ミュージカル「ダディ・ロング・レッグズ」は小さな宝石箱
小さな宝石箱。毎日開いては眺めている方々もいるだろうが、私にとって、それは時々開く大切な大切な宝物。ミュージカル「ダディ・ロング・レッグズ 足ながおじさん より」だ。2009年にワークショップで生まれ、2012年からはミュージカル俳優の井上芳雄と声優の坂本真綾のコンビで日本でも上演されてきた。初演では口コミで人気が広がり連日満員に。4カ月後という異例のスピード再演となった2013年アンコール公演を経て、2014年、2017年、2020年(一部中止)に再演されている超人気公演。そして今年2022年は坂本に代わって上白石萌音が起用され、大きな話題を呼んでいるのだ。=写真はミュージカル「ダディ・ロング・レッグズ 足ながおじさん より」2022年公演の一場面。上白石萌音(左)と井上芳雄(写真提供・東宝演劇部)
演出は「レ・ミゼラブル」や「キャンディード」「ジェーン・エア」などを手掛ける世界的な巨匠、ジョン・ケアード。井上芳雄という日本ミュージカル界のトップランナーを冠しての作品。それなのに私が先ほど「小さな宝石箱」と表現したのは、実はこの作品が手作り感覚でひとつひとつ布を織りあげるように創り上げられてきたからだ。ケアードの妻で作詞や翻訳も手掛ける今井麻緒子が提案し、米国でのワークショップで生まれた。これは実験的なもので、米英でのツアーもあったが、日本初演での熱狂的な大評判が米オフ・ブロードウェイや韓国でも熱く迎えられるきっかけとなった。もともとはささやかな作品だったのだ。日仏では、ジーン・ウェブスターの「あしながおじさん」は知らない人がいないほど有名な作品だが、ジーンが米国人の女性作家でありながら、米国などほかの国ではあまり知られていなかったことも影響している。
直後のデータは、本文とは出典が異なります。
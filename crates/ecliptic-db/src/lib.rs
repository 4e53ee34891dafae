//! # ecliptic-db
//!
//! PostgreSQL database layer for ecliptic.
//!
//! This crate provides:
//! - Connection pool management
//! - Repository implementations for entries, annotations, tags,
//!   narratives, and celestial events
//! - The editing-session orchestration (decode on load, reconcile and
//!   two-phase write on save)
//!
//! ## Example
//!
//! ```rust,ignore
//! use ecliptic_db::{Database, EditingSession};
//! use ecliptic_core::SessionContext;
//!
//! #[tokio::main]
//! async fn main() -> Result<(), Box<dyn std::error::Error>> {
//!     let db = Database::connect("postgres://localhost/ecliptic").await?;
//!     let ctx = SessionContext::new(user_id);
//!
//!     let mut session =
//!         EditingSession::open(&ctx, entry_id, &db.entries, &db.annotations).await?;
//!     // ... annotate, edit ...
//!     session.save(&ctx, &db.entries, &db.annotations).await?;
//!     Ok(())
//! }
//! ```

pub mod annotations;
pub mod editing;
pub mod entries;
pub mod events;
pub mod narratives;
pub mod pool;
pub mod tags;

// Re-export core types
pub use ecliptic_core::*;

// Re-export repository implementations
pub use annotations::PgAnnotationRepository;
pub use editing::EditingSession;
pub use entries::{hash_content, PgEntryRepository};
pub use events::PgEventRepository;
pub use narratives::PgNarrativeRepository;
pub use pool::{create_pool, create_pool_with_config, log_pool_metrics, PoolConfig};
pub use tags::PgTagRepository;

use sqlx::PgPool;

/// Escape LIKE/ILIKE wildcard characters (`%`, `_`, `\`) in user input.
pub fn escape_like(input: &str) -> String {
    input
        .replace('\\', "\\\\")
        .replace('%', "\\%")
        .replace('_', "\\_")
}

/// Convenience bundle of all repositories over one shared pool.
pub struct Database {
    pub pool: PgPool,
    pub entries: PgEntryRepository,
    pub annotations: PgAnnotationRepository,
    pub tags: PgTagRepository,
    pub narratives: PgNarrativeRepository,
    pub events: PgEventRepository,
}

impl Database {
    /// Connect with default pool configuration.
    pub async fn connect(database_url: &str) -> Result<Self> {
        let pool = create_pool(database_url).await?;
        Ok(Self::from_pool(pool))
    }

    /// Build the repository bundle over an existing pool.
    pub fn from_pool(pool: PgPool) -> Self {
        Self {
            entries: PgEntryRepository::new(pool.clone()),
            annotations: PgAnnotationRepository::new(pool.clone()),
            tags: PgTagRepository::new(pool.clone()),
            narratives: PgNarrativeRepository::new(pool.clone()),
            events: PgEventRepository::new(pool.clone()),
            pool,
        }
    }
}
名門一家ペンドルトン家に生まれたが、幼いころ母を亡くしてから人との付き合いを避け、親族たちの金持ち然としたふるまいにもなじめない、若き慈善家で、やや偏屈で素直じゃない青年ジャーヴィスと、孤児だが前向きに生きる聡明なジルーシャとの長年にわたるやり取りと互いの思いのゆくえが描かれる。
物語はジルーシャの文才に気付いたジャーヴィスが生活費と学費の全面支援を申し出たところから始まり、ジルーシャには一つの義務が課せられる。手紙を書けと言うのだ。しかもジャーヴィスからの返信はなしで。
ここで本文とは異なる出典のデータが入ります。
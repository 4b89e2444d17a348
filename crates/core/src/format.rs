//! Text blocks for listings
//!
//! Every block is a banner line, a `==========` rule, one indented record per
//! item closed by `----------`, and a final rule.

use std::fmt::Write as _;

use crate::entry::{ObjectEntry, SpaceInfo};
use crate::listing::ListKind;
use crate::region::Region;

const RULE: &str = "==========";
const MISSING: &str = "-";

/// Render the spaces visible to the account
pub fn spaces_block(spaces: &[SpaceInfo]) -> String {
    let mut out = format!("AVAILABLE SPACES\n{RULE}");
    for space in spaces {
        let created = space
            .creation_date
            .map(|t| t.to_string())
            .unwrap_or_else(|| MISSING.to_string());
        let _ = write!(
            out,
            "\n    Name: {}\n        CreationDate: {created}\n    ----------",
            space.name
        );
    }
    out.push('\n');
    out.push_str(RULE);
    out
}

/// Render one record of an object listing
pub fn entry_record(entry: &ObjectEntry) -> String {
    let modified = entry
        .last_modified
        .map(|t| t.to_string())
        .unwrap_or_else(|| MISSING.to_string());
    format!(
        "\n    Name: {} [{}]\n        LastModified: {modified}\n        ETag: {}\n        Owner: {}\n    ----------",
        entry.key,
        entry.kind(),
        entry.etag.as_deref().unwrap_or(MISSING),
        entry.owner.as_deref().unwrap_or(MISSING),
    )
}

/// Render a filtered object listing of `region/space`
pub fn entries_block(
    region: Region,
    space: &str,
    kind: ListKind,
    entries: &[ObjectEntry],
) -> String {
    let mut out = format!("== [{region}/{space}] {} ==\n{RULE}", kind.title());
    for entry in entries {
        out.push_str(&entry_record(entry));
    }
    out.push('\n');
    out.push_str(RULE);
    out
}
二人芝居でミュージカルなのに、ジャーヴィスからの発信はなし。この小説における難点をミュージカルでは逆手に取った。小説では返信どころか、人物的な描写も少ないため、新たにジャーヴィスを創り出すところから始めたのだ。それも彼女が書く手紙の文面から類推して色を付けたジャーヴィスの姿だ。
返信が例えあっても手紙のやり取りだけをしていると、相手のいろんなことを勝手に想像して作り上げてしまうもの(私も高校生の時にペンフレンドだった北海道の女の子との手紙のやり取りでほぼ完璧な想像図を作り上げていたが、青函連絡船上で書いたとみられる手紙を最後に「消えて」しまった)だが、ミュージカルではそこもうまく取り込んでさまざまな起伏を生み出している。
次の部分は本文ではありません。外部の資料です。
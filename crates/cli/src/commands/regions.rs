//! regions command - List supported region codes
//!
//! Needs no credentials or network access.

use serde::Serialize;
use spaces_core::Region;

use crate::exit_code::ExitCode;
use crate::output::Formatter;

#[derive(Debug, Serialize)]
struct RegionsOutput {
    regions: Vec<RegionInfo>,
}

#[derive(Debug, Serialize)]
struct RegionInfo {
    code: &'static str,
    endpoint: String,
}

fn regions() -> Vec<RegionInfo> {
    Region::ALL
        .into_iter()
        .map(|region| RegionInfo {
            code: region.as_str(),
            endpoint: region
                .endpoint()
                .map(|url| url.to_string())
                .unwrap_or_default(),
        })
        .collect()
}

/// Execute the regions command
pub fn execute(formatter: &Formatter) -> ExitCode {
    let regions = regions();

    if formatter.is_json() {
        formatter.json(&RegionsOutput { regions });
    } else {
        for region in &regions {
            formatter.println(&format!("{:<6} {}", region.code, region.endpoint));
        }
    }

    ExitCode::Success
}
2人の感情は歌で大いに強調できるし、ジャーヴィスのオフィスとジルーシャの大学寮の部屋を組み合わせたセットはほとんど変わらないのに、俳優自身が組み替える箱や鞄などで次々と新たなシーンが展開していく。そこも手作り感がいっぱい。
上白石萌音は坂本の模倣をすることなく、自らの世界観で新しいジルーシャ像さえ創り上げている。若手女優では屈指の歌唱力を誇る彼女の歌には、身を任せたくなるような温もりや、さざ波の様に押し寄せる感情の起伏があり、この物語をさらに魅力的なものにしている。井上は毎回、ジャーヴィスに新たな要素を付け加えるかのようにより深い人物造型に取り組んでおり、ひとつとして同じ舞台はない。
このささやかだが、観る者の人生観にまで影響を与えるような物語をいつまでもあの小さな宝石箱を開く時のようなひそやかで、それでいて心の清らかさがじんわりと広がっていくような感情で見られるようでいたい。きっとそれは何ものにも代えられない大切な感情なのだから…。
ミュージカル「ダディ・ロング・レッグズ 足ながおじさん より」は2022年8月14日から31日まで、東京・北千住、大阪、東京・日比谷で上演された。公演はすべて終了しています。